Around that same time, Enstar said a $700 million to $800 million spur line connecting Cook Inlet to Fairbanks and the Nenana Basin was still a viable option, even without an industrial anchor, and could be built in as little as four to five years.

During the regular legislative session in March, Enstar announced an expanded version of that project: a $3.3 billion bullet line running from Cook Inlet to the Gubik gas fields in the foothills of the Brooks Range. That project would need an industrial anchor and a large supply of natural gas.

ANGDA and Enstar both testified twice during the just-finished special session, updating lawmakers on the fieldwork going on this summer and the plans on the horizon.

Enstar planned to spend $6 million this year on engineering for the Parks Highway bullet line to Gubik, while ANGDA planned to spend as much as $2 million on a wetlands study of the route up the Glenn and Richardson Highways.

Enstar said it had the fastest plan for getting gas to Anchorage. And with a large industrial customer anchoring the end of the line, Enstar believed it could even make that gas affordable for residential customers.

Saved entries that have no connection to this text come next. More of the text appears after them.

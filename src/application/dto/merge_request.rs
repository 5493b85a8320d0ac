use crate::lock_merge::policies::DevImportBase;
use std::path::PathBuf;

/// MergeRequest - request DTO for merging two lock files given by path
#[derive(Debug, Clone)]
pub struct MergeRequest {
    /// Lock file whose entries are overridden
    pub base_path: PathBuf,
    /// Lock file whose entries take precedence
    pub override_path: PathBuf,
    /// Table override test imports are matched against
    pub dev_import_base: DevImportBase,
}

impl MergeRequest {
    pub fn new(base_path: PathBuf, override_path: PathBuf) -> Self {
        Self {
            base_path,
            override_path,
            dev_import_base: DevImportBase::default(),
        }
    }

    pub fn with_dev_import_base(mut self, dev_import_base: DevImportBase) -> Self {
        self.dev_import_base = dev_import_base;
        self
    }
}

ANGDA argued that the lowest price depended on connecting in-state gas to out-of-state markets, which is only possible through a spur line. ANGDA also said it could shave some construction time by pre-building its spur line.

As recently as late June, the companies seemed fairly at odds: ANGDA began looking for a contractor to study routes between the Gubik gas fields and Dalton Highway, covering the same potential corridor Enstar is currently examining.

State picks Richardson route

At least in regard to the route, the new partnership favors ANGDA. The state wants the pipeline to run up the Richardson Highway, rather than the shorter Parks Highway route, in order to hit state leases in the Copper River basin.

“We have a public interest in reaching the populations and the communities and the military and the industrial facilities along the Richardson Highway,” Gov. Sarah Palin said on July 7. “In addition, as a resource owner in the Copper River Valley, the state has a significant interest in promoting the exploration and development of energy in that basin.”

But while Enstar agreed to look at the Richardson, it said it would return to the Parks Highway if that ultimately proved to be the best route.

“We’re going to do the right thing for the community. We’re sitting here right now finalizing that decision before digging a trench,” said Gene Dubay, chief operating officer for Continental Energy Systems, Enstar’s parent company.

Depending on how the partnership shakes out, the pipeline could also mean a lot for Enstar. In addition to possibly solving the supply problem that motivated the company to look at spur lines and bullet lines in the first place, owning a piece of the pipeline would mean a larger asset base for a company with a fixed rate of return.

Enstar said it was prepared to build the line without help from the state.

“With the state’s help, we believe that it’s a slam dunk to get this line done,” Dubay said.

ANGDA sees the partnership as the culmination of that voter initiative passed in 2002.

“This is the single biggest, boldest, most-positive thing that’s ever been done to help the in-state gas,” said Harold Heinze, chief executive officer of ANGDA.